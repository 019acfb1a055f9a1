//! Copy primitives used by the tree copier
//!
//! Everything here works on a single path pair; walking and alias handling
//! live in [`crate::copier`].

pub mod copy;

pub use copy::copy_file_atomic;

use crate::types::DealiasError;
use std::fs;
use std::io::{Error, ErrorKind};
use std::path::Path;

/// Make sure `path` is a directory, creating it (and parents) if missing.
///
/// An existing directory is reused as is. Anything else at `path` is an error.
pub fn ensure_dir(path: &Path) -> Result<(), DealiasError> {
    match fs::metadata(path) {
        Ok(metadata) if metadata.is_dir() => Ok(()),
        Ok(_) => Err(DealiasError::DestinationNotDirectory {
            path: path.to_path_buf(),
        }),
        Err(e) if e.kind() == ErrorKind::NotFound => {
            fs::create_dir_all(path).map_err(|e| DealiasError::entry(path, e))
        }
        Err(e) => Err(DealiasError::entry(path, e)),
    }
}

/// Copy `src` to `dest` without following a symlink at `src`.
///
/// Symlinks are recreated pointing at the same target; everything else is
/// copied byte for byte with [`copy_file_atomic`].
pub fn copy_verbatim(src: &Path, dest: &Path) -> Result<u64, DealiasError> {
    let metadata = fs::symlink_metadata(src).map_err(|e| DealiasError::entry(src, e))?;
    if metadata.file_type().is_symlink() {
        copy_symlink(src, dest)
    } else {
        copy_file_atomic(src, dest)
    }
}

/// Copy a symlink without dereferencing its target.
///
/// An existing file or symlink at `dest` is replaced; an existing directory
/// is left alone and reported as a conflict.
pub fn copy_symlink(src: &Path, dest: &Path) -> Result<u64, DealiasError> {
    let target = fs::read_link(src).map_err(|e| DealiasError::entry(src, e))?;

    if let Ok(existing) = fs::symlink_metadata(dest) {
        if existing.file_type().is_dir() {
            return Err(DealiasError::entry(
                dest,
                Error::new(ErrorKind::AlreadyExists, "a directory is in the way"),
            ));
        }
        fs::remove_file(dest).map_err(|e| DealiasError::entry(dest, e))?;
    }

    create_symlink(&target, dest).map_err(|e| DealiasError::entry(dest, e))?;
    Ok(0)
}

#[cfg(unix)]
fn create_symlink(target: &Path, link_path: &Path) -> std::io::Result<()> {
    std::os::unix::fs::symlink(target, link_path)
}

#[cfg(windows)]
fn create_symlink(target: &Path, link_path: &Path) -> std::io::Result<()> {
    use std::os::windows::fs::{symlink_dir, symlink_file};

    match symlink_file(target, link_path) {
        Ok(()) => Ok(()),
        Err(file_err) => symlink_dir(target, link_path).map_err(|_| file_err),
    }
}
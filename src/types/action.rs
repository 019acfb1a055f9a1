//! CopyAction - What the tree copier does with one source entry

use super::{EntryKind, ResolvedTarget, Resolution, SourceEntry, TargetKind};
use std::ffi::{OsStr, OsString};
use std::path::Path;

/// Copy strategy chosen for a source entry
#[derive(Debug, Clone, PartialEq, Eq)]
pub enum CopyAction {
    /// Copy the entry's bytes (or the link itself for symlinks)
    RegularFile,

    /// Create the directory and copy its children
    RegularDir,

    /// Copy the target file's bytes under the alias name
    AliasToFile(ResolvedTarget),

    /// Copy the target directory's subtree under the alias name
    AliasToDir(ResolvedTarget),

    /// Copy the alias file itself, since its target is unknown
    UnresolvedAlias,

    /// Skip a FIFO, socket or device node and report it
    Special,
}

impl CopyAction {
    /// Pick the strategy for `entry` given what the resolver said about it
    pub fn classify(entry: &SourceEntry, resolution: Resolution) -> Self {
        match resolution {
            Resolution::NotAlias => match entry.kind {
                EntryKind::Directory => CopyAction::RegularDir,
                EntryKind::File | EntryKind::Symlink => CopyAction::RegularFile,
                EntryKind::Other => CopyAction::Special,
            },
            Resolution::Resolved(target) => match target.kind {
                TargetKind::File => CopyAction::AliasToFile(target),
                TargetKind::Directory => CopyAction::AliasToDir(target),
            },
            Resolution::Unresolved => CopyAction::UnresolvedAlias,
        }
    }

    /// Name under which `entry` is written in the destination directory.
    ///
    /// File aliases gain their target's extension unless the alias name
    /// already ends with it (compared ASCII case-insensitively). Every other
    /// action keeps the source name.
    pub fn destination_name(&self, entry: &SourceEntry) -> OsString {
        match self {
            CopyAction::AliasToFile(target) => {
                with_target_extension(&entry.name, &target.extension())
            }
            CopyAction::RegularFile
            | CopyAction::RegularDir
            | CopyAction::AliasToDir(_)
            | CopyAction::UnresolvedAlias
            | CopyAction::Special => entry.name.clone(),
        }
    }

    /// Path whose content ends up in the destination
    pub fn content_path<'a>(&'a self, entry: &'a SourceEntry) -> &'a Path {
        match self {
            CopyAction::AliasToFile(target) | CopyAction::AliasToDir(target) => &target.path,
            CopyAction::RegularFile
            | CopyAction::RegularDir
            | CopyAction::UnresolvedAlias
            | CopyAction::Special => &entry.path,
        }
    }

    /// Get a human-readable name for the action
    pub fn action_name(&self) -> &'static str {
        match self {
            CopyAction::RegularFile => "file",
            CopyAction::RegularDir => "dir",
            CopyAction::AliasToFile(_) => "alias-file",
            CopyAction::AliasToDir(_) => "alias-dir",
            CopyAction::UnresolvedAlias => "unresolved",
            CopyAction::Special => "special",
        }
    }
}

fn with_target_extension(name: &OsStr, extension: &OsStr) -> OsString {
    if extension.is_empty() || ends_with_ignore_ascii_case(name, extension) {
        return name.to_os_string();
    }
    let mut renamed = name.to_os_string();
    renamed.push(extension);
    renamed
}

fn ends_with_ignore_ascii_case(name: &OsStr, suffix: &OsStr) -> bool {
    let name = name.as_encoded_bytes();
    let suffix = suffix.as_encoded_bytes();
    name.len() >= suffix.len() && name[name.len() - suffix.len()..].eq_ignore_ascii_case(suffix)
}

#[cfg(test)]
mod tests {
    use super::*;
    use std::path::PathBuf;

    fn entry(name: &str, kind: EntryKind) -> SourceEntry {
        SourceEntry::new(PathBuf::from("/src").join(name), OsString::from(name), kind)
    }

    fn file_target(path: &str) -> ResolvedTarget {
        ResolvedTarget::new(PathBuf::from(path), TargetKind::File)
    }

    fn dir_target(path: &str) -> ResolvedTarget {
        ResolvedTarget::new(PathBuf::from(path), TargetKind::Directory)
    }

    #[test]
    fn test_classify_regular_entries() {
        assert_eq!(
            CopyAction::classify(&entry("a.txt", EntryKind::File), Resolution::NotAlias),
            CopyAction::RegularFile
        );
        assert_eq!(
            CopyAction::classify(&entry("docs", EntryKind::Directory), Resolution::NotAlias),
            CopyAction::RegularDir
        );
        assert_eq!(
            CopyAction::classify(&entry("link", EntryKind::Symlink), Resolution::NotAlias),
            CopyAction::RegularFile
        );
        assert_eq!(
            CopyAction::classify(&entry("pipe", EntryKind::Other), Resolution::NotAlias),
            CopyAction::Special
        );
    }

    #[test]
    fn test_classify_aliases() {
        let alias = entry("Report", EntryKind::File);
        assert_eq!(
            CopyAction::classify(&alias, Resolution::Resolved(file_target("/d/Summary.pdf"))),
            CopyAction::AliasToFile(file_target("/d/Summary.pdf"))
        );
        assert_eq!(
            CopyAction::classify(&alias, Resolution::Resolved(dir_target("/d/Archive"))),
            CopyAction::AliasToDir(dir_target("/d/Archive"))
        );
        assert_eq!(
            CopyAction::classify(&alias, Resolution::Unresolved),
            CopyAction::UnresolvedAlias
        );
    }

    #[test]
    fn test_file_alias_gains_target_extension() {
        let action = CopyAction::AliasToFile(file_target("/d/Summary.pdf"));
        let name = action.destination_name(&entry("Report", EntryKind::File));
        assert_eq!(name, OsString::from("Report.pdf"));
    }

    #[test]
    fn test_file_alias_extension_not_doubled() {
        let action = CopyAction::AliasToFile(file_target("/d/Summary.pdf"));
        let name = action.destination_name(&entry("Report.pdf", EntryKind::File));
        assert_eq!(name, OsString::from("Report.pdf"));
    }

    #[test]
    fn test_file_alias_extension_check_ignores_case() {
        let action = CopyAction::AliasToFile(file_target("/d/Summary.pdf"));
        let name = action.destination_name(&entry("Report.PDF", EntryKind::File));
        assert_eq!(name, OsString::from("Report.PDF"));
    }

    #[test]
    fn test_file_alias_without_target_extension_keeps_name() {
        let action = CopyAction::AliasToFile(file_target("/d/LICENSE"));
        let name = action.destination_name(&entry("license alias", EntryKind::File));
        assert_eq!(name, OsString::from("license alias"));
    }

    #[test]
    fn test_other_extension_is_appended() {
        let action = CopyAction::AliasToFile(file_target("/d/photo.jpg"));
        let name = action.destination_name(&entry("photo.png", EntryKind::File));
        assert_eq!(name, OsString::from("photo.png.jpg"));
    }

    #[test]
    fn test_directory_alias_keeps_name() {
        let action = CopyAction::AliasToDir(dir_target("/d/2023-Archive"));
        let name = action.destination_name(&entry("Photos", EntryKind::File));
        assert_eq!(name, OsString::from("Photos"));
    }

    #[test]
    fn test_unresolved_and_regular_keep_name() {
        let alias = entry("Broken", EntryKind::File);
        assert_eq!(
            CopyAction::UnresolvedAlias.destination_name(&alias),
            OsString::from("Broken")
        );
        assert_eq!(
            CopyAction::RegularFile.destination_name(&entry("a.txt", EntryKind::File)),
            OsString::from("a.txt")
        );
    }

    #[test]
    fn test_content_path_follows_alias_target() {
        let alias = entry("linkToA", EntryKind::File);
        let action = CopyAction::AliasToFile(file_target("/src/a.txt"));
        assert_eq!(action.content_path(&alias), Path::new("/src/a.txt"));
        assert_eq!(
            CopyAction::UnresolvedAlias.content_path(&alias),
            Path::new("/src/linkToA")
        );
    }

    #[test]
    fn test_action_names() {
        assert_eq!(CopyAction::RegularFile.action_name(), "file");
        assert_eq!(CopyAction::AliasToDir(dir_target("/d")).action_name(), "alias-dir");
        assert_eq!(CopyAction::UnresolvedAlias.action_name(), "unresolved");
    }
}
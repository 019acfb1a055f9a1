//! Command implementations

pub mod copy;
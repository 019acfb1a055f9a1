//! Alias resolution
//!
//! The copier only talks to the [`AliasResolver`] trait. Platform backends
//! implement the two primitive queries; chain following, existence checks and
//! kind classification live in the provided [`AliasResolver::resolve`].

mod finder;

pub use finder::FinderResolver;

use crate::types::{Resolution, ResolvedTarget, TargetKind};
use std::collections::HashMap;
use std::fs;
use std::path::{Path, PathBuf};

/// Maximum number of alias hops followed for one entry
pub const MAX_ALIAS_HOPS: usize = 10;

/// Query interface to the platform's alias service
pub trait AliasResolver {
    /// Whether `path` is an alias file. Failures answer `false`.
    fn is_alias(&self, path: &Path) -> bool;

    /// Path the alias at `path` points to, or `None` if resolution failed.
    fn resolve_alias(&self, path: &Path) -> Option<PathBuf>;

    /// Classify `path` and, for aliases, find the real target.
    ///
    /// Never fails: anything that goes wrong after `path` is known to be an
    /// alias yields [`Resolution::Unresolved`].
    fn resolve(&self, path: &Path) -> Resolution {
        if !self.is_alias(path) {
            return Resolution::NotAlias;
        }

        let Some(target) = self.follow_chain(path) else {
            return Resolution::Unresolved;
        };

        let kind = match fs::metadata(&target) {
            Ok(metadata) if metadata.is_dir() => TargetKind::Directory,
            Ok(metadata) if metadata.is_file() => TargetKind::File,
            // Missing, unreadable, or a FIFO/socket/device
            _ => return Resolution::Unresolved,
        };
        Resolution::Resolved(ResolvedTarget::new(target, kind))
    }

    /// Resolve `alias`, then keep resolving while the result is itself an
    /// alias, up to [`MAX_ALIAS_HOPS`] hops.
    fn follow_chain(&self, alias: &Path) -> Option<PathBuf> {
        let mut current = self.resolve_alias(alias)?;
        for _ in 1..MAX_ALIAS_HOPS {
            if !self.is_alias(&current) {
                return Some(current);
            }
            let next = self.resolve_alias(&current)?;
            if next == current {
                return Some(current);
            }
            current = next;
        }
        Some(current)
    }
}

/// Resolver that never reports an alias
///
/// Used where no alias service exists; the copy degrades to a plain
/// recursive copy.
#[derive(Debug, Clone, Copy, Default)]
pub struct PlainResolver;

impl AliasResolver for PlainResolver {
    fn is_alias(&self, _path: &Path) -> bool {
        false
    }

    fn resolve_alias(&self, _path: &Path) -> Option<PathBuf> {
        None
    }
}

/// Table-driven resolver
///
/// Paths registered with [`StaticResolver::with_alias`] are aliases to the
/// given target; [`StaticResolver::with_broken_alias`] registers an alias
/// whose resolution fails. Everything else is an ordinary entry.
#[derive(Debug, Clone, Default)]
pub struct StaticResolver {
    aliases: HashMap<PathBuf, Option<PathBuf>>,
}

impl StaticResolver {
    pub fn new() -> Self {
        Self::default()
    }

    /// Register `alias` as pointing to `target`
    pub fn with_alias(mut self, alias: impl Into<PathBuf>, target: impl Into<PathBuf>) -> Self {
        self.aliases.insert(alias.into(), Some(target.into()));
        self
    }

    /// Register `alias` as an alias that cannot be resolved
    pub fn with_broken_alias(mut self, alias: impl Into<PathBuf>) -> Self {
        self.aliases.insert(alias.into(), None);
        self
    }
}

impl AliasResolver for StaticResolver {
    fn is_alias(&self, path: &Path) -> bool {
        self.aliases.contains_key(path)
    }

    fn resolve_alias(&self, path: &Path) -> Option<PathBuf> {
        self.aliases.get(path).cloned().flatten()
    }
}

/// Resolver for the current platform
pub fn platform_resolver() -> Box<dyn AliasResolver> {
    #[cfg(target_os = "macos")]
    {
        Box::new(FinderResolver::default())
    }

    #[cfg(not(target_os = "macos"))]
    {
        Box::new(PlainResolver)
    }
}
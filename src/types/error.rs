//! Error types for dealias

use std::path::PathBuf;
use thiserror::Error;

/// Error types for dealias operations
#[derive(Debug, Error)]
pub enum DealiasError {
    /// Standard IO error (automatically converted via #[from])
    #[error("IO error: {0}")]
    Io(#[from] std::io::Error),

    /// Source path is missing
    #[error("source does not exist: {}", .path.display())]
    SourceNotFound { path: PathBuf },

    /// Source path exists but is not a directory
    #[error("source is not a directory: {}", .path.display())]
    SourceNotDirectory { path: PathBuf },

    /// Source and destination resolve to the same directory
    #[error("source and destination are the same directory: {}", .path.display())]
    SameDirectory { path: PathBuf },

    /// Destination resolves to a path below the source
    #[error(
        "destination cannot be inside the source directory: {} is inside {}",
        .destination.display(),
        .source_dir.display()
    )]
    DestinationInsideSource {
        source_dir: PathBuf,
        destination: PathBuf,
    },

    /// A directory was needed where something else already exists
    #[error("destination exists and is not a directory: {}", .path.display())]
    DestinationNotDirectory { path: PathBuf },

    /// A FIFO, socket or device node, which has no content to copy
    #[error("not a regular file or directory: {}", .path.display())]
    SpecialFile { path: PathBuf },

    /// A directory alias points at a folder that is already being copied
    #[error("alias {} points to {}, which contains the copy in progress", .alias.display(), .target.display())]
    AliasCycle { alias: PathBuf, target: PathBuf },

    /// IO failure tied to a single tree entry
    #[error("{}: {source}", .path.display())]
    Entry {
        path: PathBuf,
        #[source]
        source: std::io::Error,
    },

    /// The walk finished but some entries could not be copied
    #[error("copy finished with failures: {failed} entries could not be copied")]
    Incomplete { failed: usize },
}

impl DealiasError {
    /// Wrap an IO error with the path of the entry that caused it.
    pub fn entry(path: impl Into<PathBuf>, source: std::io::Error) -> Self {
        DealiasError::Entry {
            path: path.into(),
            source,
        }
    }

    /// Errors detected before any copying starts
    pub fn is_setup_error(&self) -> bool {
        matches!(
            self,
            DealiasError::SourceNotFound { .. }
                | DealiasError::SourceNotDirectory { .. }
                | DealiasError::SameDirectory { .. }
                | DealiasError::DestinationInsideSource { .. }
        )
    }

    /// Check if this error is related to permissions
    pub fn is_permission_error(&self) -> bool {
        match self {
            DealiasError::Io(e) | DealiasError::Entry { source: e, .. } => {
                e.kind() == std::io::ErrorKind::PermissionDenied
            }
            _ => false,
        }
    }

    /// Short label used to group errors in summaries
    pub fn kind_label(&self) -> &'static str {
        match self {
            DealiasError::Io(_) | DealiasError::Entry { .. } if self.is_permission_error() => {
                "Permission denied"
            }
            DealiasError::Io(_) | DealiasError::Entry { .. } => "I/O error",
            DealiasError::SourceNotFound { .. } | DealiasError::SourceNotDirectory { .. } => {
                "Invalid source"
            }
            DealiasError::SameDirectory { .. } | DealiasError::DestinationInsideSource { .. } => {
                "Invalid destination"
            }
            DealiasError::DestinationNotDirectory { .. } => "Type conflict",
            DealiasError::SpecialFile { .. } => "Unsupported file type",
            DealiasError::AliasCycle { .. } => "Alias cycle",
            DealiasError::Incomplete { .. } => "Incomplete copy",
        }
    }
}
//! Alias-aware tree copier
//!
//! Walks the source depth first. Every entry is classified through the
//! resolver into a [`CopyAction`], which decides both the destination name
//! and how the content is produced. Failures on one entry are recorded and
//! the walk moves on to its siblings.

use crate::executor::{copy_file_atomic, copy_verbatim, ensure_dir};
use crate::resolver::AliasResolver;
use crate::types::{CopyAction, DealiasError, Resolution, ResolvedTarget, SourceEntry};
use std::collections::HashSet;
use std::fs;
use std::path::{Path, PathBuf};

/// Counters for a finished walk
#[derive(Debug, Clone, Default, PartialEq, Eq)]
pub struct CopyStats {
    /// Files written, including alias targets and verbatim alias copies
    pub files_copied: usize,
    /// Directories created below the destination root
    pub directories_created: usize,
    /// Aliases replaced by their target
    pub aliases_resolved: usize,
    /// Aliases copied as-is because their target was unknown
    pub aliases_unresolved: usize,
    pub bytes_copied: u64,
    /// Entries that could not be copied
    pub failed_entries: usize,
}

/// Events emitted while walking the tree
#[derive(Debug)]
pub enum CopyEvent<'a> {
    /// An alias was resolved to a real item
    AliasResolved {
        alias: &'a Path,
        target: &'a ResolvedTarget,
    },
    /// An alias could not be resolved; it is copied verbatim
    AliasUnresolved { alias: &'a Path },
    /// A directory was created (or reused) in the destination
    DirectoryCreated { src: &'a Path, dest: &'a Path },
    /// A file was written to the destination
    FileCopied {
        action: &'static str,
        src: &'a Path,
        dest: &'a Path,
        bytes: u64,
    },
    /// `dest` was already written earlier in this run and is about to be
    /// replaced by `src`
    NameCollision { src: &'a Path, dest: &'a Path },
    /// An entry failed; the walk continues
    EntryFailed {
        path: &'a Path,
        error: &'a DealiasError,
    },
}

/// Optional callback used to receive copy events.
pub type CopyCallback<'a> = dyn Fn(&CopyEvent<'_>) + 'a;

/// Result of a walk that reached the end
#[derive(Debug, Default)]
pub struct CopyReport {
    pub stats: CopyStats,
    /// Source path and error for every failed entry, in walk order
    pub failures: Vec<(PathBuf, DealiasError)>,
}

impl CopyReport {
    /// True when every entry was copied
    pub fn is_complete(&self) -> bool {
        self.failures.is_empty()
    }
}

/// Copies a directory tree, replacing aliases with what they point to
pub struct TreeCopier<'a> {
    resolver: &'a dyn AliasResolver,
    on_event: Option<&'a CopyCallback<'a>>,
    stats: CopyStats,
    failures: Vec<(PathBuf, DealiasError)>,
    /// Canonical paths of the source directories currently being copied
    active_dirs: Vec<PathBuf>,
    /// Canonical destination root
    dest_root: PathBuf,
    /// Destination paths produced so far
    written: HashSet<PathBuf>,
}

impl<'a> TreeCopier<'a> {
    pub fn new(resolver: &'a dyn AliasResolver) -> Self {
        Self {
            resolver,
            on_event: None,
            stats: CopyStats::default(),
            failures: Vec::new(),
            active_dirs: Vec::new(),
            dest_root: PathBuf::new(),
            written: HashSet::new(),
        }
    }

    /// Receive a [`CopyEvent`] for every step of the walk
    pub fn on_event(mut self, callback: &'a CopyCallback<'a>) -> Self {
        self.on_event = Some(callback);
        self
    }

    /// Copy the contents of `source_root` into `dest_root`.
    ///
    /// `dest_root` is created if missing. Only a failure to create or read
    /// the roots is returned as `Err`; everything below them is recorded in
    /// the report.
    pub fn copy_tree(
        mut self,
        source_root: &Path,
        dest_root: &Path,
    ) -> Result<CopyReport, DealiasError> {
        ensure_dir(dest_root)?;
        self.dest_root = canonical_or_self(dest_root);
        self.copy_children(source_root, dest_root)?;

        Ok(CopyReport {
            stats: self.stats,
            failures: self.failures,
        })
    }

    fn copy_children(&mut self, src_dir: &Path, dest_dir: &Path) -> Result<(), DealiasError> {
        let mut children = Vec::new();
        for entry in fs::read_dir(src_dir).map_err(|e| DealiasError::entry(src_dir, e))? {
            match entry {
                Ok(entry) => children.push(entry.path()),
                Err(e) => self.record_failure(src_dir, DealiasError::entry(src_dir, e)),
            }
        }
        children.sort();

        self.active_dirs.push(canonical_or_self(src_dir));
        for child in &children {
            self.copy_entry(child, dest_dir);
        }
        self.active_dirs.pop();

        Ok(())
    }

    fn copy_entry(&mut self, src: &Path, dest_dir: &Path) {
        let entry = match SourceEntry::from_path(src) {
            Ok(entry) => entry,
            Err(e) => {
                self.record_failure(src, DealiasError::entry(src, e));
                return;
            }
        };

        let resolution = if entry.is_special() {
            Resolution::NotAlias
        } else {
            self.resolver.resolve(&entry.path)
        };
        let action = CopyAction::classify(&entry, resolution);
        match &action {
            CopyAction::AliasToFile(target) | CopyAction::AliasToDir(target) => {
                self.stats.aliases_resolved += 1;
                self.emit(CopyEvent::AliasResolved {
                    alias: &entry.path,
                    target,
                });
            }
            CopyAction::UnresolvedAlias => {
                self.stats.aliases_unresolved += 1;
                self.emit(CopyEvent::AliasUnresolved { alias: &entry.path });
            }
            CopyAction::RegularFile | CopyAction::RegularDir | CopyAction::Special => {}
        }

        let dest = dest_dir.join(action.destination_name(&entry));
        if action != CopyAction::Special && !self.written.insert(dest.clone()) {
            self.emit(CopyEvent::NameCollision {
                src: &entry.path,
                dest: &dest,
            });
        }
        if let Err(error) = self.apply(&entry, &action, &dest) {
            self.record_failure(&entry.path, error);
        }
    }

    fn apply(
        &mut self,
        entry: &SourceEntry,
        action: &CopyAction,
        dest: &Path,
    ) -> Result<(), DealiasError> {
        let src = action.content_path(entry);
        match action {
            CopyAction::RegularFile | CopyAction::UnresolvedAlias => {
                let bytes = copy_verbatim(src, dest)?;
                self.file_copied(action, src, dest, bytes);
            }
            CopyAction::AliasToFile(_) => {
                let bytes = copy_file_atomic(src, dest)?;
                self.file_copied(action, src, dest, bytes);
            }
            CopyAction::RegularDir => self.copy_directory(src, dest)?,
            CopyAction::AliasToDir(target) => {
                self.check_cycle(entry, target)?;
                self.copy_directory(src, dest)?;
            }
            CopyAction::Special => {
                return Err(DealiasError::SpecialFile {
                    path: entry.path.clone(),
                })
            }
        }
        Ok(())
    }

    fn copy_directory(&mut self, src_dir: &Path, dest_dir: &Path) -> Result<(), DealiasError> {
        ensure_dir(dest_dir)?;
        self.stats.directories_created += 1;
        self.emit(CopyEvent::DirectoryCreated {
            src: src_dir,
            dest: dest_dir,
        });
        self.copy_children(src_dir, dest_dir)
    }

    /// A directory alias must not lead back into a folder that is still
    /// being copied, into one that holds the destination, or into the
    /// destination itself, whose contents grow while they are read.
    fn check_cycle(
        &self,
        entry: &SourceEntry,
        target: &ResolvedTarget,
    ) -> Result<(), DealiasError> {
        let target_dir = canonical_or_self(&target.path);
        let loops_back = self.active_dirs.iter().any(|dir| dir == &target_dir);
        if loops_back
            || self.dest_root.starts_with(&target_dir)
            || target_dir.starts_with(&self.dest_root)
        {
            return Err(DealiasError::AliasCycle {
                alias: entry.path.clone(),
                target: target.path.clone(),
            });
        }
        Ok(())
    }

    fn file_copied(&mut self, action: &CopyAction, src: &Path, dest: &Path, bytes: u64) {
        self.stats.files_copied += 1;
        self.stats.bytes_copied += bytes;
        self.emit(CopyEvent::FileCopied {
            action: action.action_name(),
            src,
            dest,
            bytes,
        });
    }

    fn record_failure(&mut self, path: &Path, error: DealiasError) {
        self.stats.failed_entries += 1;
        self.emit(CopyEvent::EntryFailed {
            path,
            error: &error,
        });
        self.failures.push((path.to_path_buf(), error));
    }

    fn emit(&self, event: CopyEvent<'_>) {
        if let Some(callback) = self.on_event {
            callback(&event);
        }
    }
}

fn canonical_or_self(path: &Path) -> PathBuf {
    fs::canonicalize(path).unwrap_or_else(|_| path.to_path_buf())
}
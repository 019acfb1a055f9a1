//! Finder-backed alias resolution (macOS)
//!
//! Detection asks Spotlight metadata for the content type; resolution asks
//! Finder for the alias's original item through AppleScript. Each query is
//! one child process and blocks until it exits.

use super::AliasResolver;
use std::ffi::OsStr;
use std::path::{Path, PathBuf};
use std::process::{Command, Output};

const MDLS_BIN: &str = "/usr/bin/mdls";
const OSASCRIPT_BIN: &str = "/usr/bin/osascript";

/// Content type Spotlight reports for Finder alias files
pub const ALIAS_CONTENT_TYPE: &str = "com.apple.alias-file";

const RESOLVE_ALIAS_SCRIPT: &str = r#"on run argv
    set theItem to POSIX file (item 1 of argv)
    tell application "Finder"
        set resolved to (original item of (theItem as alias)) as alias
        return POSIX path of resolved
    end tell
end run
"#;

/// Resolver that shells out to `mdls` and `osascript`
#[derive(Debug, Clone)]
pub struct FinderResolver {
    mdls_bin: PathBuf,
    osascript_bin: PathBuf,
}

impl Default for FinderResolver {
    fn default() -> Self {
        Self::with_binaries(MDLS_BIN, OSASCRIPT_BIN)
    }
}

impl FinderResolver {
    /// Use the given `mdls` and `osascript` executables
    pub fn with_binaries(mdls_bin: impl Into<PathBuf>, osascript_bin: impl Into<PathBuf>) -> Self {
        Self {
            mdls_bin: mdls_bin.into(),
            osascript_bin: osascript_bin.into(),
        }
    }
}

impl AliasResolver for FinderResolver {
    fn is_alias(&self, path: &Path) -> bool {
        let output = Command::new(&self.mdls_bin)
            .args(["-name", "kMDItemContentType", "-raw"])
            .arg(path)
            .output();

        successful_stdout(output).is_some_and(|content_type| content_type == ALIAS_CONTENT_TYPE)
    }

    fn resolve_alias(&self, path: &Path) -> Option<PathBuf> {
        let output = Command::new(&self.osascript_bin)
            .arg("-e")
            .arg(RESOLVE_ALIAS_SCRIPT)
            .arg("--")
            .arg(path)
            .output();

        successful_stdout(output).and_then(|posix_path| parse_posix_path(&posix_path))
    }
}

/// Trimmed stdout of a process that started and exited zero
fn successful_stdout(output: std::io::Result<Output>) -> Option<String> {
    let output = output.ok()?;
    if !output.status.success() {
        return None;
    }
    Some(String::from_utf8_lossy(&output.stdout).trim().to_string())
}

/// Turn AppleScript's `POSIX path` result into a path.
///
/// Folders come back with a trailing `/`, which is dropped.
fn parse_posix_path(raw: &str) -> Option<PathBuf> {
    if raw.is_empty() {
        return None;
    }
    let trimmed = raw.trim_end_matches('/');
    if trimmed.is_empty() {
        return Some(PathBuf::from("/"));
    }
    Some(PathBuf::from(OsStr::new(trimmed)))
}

*****

• _What you are asked to do_
Copy each line above that contains the string "node".

• _Solution to this exercise_
    /// Skip a FIFO, socket or device node and report it
    /// A FIFO, socket or device node, which has no content to copy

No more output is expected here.